_GIVEN DATA_.
____

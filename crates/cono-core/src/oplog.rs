//! # Operation Log
//!
//! Process-wide append-only record of pricing computation events.
//!
//! ## Event Flow
//! ```text
//! ┌─────────────────────────────────────────────────────────────────────────┐
//! │                    Operation Log Events                                 │
//! │                                                                         │
//! │  Pipeline Step            Event Kind            Details                 │
//! │  ─────────────            ──────────            ───────                 │
//! │                                                                         │
//! │  resolve variant ───────► CREATE_BASE_CONE ───► base price/ingredients  │
//! │                                                                         │
//! │  each applied topping ──► ADD_TOPPING ────────► topping id + price      │
//! │                                                                         │
//! │  combo rule fires ──────► APPLY_DISCOUNT ─────► amount + reason         │
//! │                                                                         │
//! │  finalize ──────────────► CONE_COMPLETED ─────► the full result         │
//! │                                                                         │
//! │  pricing blew up* ──────► ERROR_PRICING ──────► error text              │
//! │  (*collaborator layer only — the core raises, it never self-logs this)  │
//! └─────────────────────────────────────────────────────────────────────────┘
//! ```
//!
//! ## Thread Safety
//! Entries live in `Arc<Mutex<Vec<LogEntry>>>` because independent requests
//! on a multi-threaded host append concurrently; the lock is held only for
//! the push/copy, never across a computation.
//!
//! ## One Per Process
//! Create a single `OperationLog` at startup and hand clones of the handle
//! to everything that records events — the clones all share one store.
//! There is no implicit global: tests build a fresh instance each and stay
//! isolated. Entries survive until `clear()` or process exit; losing them
//! on restart is acceptable (best-effort observability, not a source of
//! truth).

use std::str::FromStr;
use std::sync::{Arc, Mutex};

use chrono::{DateTime, Utc};
use serde::{Deserialize, Serialize};
use tracing::info;
use ts_rs::TS;

use crate::error::ValidationError;

/// Query limit applied when the caller does not name one.
pub const DEFAULT_QUERY_LIMIT: usize = 100;

// =============================================================================
// Operation Kind
// =============================================================================

/// The closed set of event kinds the log records.
#[derive(Debug, Clone, Copy, PartialEq, Eq, Serialize, Deserialize, TS)]
#[ts(export)]
#[serde(rename_all = "SCREAMING_SNAKE_CASE")]
pub enum OperationKind {
    /// A base cone was resolved from the variant catalog.
    CreateBaseCone,
    /// One topping was priced and applied.
    AddTopping,
    /// The combo discount fired.
    ApplyDiscount,
    /// A priced result was produced.
    ConeCompleted,
    /// A collaborator caught a pricing failure and degraded to the default
    /// result. Never emitted by the core itself.
    ErrorPricing,
}

impl OperationKind {
    /// Wire name of this kind.
    pub const fn as_str(&self) -> &'static str {
        match self {
            OperationKind::CreateBaseCone => "CREATE_BASE_CONE",
            OperationKind::AddTopping => "ADD_TOPPING",
            OperationKind::ApplyDiscount => "APPLY_DISCOUNT",
            OperationKind::ConeCompleted => "CONE_COMPLETED",
            OperationKind::ErrorPricing => "ERROR_PRICING",
        }
    }

    /// All kinds, for allowed-value listings in validation errors.
    pub const ALL: [OperationKind; 5] = [
        OperationKind::CreateBaseCone,
        OperationKind::AddTopping,
        OperationKind::ApplyDiscount,
        OperationKind::ConeCompleted,
        OperationKind::ErrorPricing,
    ];
}

impl std::fmt::Display for OperationKind {
    fn fmt(&self, f: &mut std::fmt::Formatter<'_>) -> std::fmt::Result {
        f.write_str(self.as_str())
    }
}

/// Parses the wire name (case-insensitive, so `add_topping` works in query
/// strings). Unknown names list the valid set.
impl FromStr for OperationKind {
    type Err = ValidationError;

    fn from_str(s: &str) -> Result<Self, Self::Err> {
        let upper = s.to_ascii_uppercase();
        OperationKind::ALL
            .into_iter()
            .find(|kind| kind.as_str() == upper)
            .ok_or_else(|| ValidationError::NotAllowed {
                field: "operation_kind".to_string(),
                allowed: OperationKind::ALL.iter().map(|k| k.to_string()).collect(),
            })
    }
}

// =============================================================================
// Log Entry
// =============================================================================

/// One recorded computation event. Immutable once appended.
#[derive(Debug, Clone, Serialize, Deserialize, TS)]
#[ts(export)]
pub struct LogEntry {
    /// When the event was recorded.
    #[ts(as = "String")]
    pub timestamp: DateTime<Utc>,

    /// What happened.
    pub kind: OperationKind,

    /// Order this event belongs to; 0 when the caller had no id yet.
    pub order_id: i64,

    /// Event-specific payload (topping + price, discount + reason, ...).
    #[ts(type = "Record<string, unknown>")]
    pub details: serde_json::Value,
}

// =============================================================================
// Log Query
// =============================================================================

/// Filter for reading the log. Empty filter = everything (last
/// [`DEFAULT_QUERY_LIMIT`] entries).
#[derive(Debug, Clone, Default)]
pub struct LogQuery {
    /// Only entries for this order id.
    pub order_id: Option<i64>,

    /// Only entries of this kind.
    pub kind: Option<OperationKind>,

    /// Return at most this many entries (the most recent matches);
    /// `None` = [`DEFAULT_QUERY_LIMIT`].
    pub limit: Option<usize>,
}

// =============================================================================
// Operation Log
// =============================================================================

/// Shared handle to the process-wide operation log.
///
/// ## Thread Safety
/// Uses `Arc<Mutex<Vec<LogEntry>>>`:
/// - `Arc`: one store shared by every handle clone
/// - `Mutex`: appends from concurrent requests serialize; reads copy out
///
/// ## Why Not RwLock?
/// Appends dominate reads in this workload, and the critical sections are a
/// single push or a clone. A RwLock would add complexity with minimal
/// benefit.
#[derive(Debug, Clone)]
pub struct OperationLog {
    entries: Arc<Mutex<Vec<LogEntry>>>,
}

impl OperationLog {
    /// Creates an empty log. Call once at process startup and clone the
    /// handle from there; a second `new()` is a second, unrelated store.
    pub fn new() -> Self {
        OperationLog {
            entries: Arc::new(Mutex::new(Vec::new())),
        }
    }

    /// Appends one event and mirrors it to the operator trace.
    pub fn append(&self, kind: OperationKind, order_id: i64, details: serde_json::Value) {
        info!(kind = %kind, order_id = order_id, details = %details, "operation recorded");

        let entry = LogEntry {
            timestamp: Utc::now(),
            kind,
            order_id,
            details,
        };
        let mut entries = self.entries.lock().expect("operation log mutex poisoned");
        entries.push(entry);
    }

    /// Every entry, insertion order. Returns a defensive copy — mutating
    /// the returned vector does not touch the log.
    pub fn list_all(&self) -> Vec<LogEntry> {
        let entries = self.entries.lock().expect("operation log mutex poisoned");
        entries.clone()
    }

    /// Filtered read: entries matching the query, insertion order, capped
    /// to the last `limit` matches (default [`DEFAULT_QUERY_LIMIT`]).
    pub fn query(&self, filter: &LogQuery) -> Vec<LogEntry> {
        let entries = self.entries.lock().expect("operation log mutex poisoned");
        let matches: Vec<LogEntry> = entries
            .iter()
            .filter(|e| filter.order_id.map_or(true, |id| e.order_id == id))
            .filter(|e| filter.kind.map_or(true, |kind| e.kind == kind))
            .cloned()
            .collect();
        drop(entries);

        let limit = filter.limit.unwrap_or(DEFAULT_QUERY_LIMIT);
        let skip = matches.len().saturating_sub(limit);
        matches.into_iter().skip(skip).collect()
    }

    /// Removes all entries. Capture `len()` first if you need to report how
    /// many were dropped.
    pub fn clear(&self) {
        let mut entries = self.entries.lock().expect("operation log mutex poisoned");
        entries.clear();
    }

    /// Number of entries currently held.
    pub fn len(&self) -> usize {
        let entries = self.entries.lock().expect("operation log mutex poisoned");
        entries.len()
    }

    /// Whether the log is empty.
    pub fn is_empty(&self) -> bool {
        self.len() == 0
    }
}

impl Default for OperationLog {
    fn default() -> Self {
        Self::new()
    }
}

// =============================================================================
// Unit Tests
// =============================================================================

#[cfg(test)]
mod tests {
    use super::*;
    use serde_json::json;

    #[test]
    fn test_append_preserves_insertion_order() {
        let log = OperationLog::new();
        for i in 0..5 {
            log.append(OperationKind::AddTopping, i, json!({ "seq": i }));
        }

        let entries = log.list_all();
        assert_eq!(entries.len(), 5);
        for (i, entry) in entries.iter().enumerate() {
            assert_eq!(entry.order_id, i as i64);
            assert_eq!(entry.details["seq"], json!(i));
        }
    }

    #[test]
    fn test_list_all_is_a_defensive_copy() {
        let log = OperationLog::new();
        log.append(OperationKind::ConeCompleted, 1, json!({}));

        let mut copy = log.list_all();
        copy.clear();
        copy.push(LogEntry {
            timestamp: Utc::now(),
            kind: OperationKind::ErrorPricing,
            order_id: 99,
            details: json!({}),
        });

        let entries = log.list_all();
        assert_eq!(entries.len(), 1);
        assert_eq!(entries[0].kind, OperationKind::ConeCompleted);
    }

    #[test]
    fn test_clear_empties_the_log() {
        let log = OperationLog::new();
        log.append(OperationKind::CreateBaseCone, 1, json!({}));
        log.append(OperationKind::ConeCompleted, 1, json!({}));
        assert_eq!(log.len(), 2);

        log.clear();
        assert!(log.is_empty());
        assert!(log.list_all().is_empty());
    }

    #[test]
    fn test_clones_share_one_store() {
        let log = OperationLog::new();
        let handle = log.clone();
        handle.append(OperationKind::AddTopping, 7, json!({ "topping": "bacon" }));

        assert_eq!(log.len(), 1);
        assert_eq!(log.list_all()[0].order_id, 7);
    }

    #[test]
    fn test_query_filters_by_order_and_kind() {
        let log = OperationLog::new();
        log.append(OperationKind::CreateBaseCone, 1, json!({}));
        log.append(OperationKind::AddTopping, 1, json!({}));
        log.append(OperationKind::AddTopping, 2, json!({}));
        log.append(OperationKind::ConeCompleted, 1, json!({}));

        let for_order = log.query(&LogQuery {
            order_id: Some(1),
            ..LogQuery::default()
        });
        assert_eq!(for_order.len(), 3);

        let toppings = log.query(&LogQuery {
            kind: Some(OperationKind::AddTopping),
            ..LogQuery::default()
        });
        assert_eq!(toppings.len(), 2);

        let combined = log.query(&LogQuery {
            order_id: Some(1),
            kind: Some(OperationKind::AddTopping),
            limit: None,
        });
        assert_eq!(combined.len(), 1);
    }

    #[test]
    fn test_query_returns_last_n_matches() {
        let log = OperationLog::new();
        for i in 0..10 {
            log.append(OperationKind::AddTopping, i, json!({}));
        }

        let last_three = log.query(&LogQuery {
            limit: Some(3),
            ..LogQuery::default()
        });
        assert_eq!(last_three.len(), 3);
        assert_eq!(last_three[0].order_id, 7);
        assert_eq!(last_three[2].order_id, 9);
    }

    #[test]
    fn test_query_default_limit_is_100() {
        let log = OperationLog::new();
        for i in 0..150 {
            log.append(OperationKind::AddTopping, i, json!({}));
        }

        let capped = log.query(&LogQuery::default());
        assert_eq!(capped.len(), DEFAULT_QUERY_LIMIT);
        // The oldest 50 fell outside the window.
        assert_eq!(capped[0].order_id, 50);
        assert_eq!(capped.last().unwrap().order_id, 149);
    }

    #[test]
    fn test_concurrent_appends_are_all_retained() {
        let log = OperationLog::new();
        let mut handles = Vec::new();
        for t in 0..8 {
            let log = log.clone();
            handles.push(std::thread::spawn(move || {
                for i in 0..50 {
                    log.append(OperationKind::AddTopping, t, json!({ "i": i }));
                }
            }));
        }
        for handle in handles {
            handle.join().expect("appender thread panicked");
        }

        assert_eq!(log.len(), 400);
    }

    #[test]
    fn test_kind_wire_names() {
        assert_eq!(OperationKind::CreateBaseCone.to_string(), "CREATE_BASE_CONE");
        assert_eq!(
            "ADD_TOPPING".parse::<OperationKind>().unwrap(),
            OperationKind::AddTopping
        );
        assert_eq!(
            "apply_discount".parse::<OperationKind>().unwrap(),
            OperationKind::ApplyDiscount
        );
        assert!("NOT_A_KIND".parse::<OperationKind>().is_err());
    }

    #[test]
    fn test_kind_serializes_screaming_snake() {
        let json = serde_json::to_string(&OperationKind::CreateBaseCone).unwrap();
        assert_eq!(json, "\"CREATE_BASE_CONE\"");
        let back: OperationKind = serde_json::from_str("\"ERROR_PRICING\"").unwrap();
        assert_eq!(back, OperationKind::ErrorPricing);
    }
}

____

_EXERCISE REQUIREMENTS_.
Once you find the line with "across a computation." above, print it and every line after it up to and including the line with "each and stay", exactly as written and nothing else.

_RESULT OF THIS EXERCISE_.
//! the push/copy, never across a computation.
//!
//! ## One Per Process
//! Create a single `OperationLog` at startup and hand clones of the handle
//! to everything that records events — the clones all share one store.
//! There is no implicit global: tests build a fresh instance each and stay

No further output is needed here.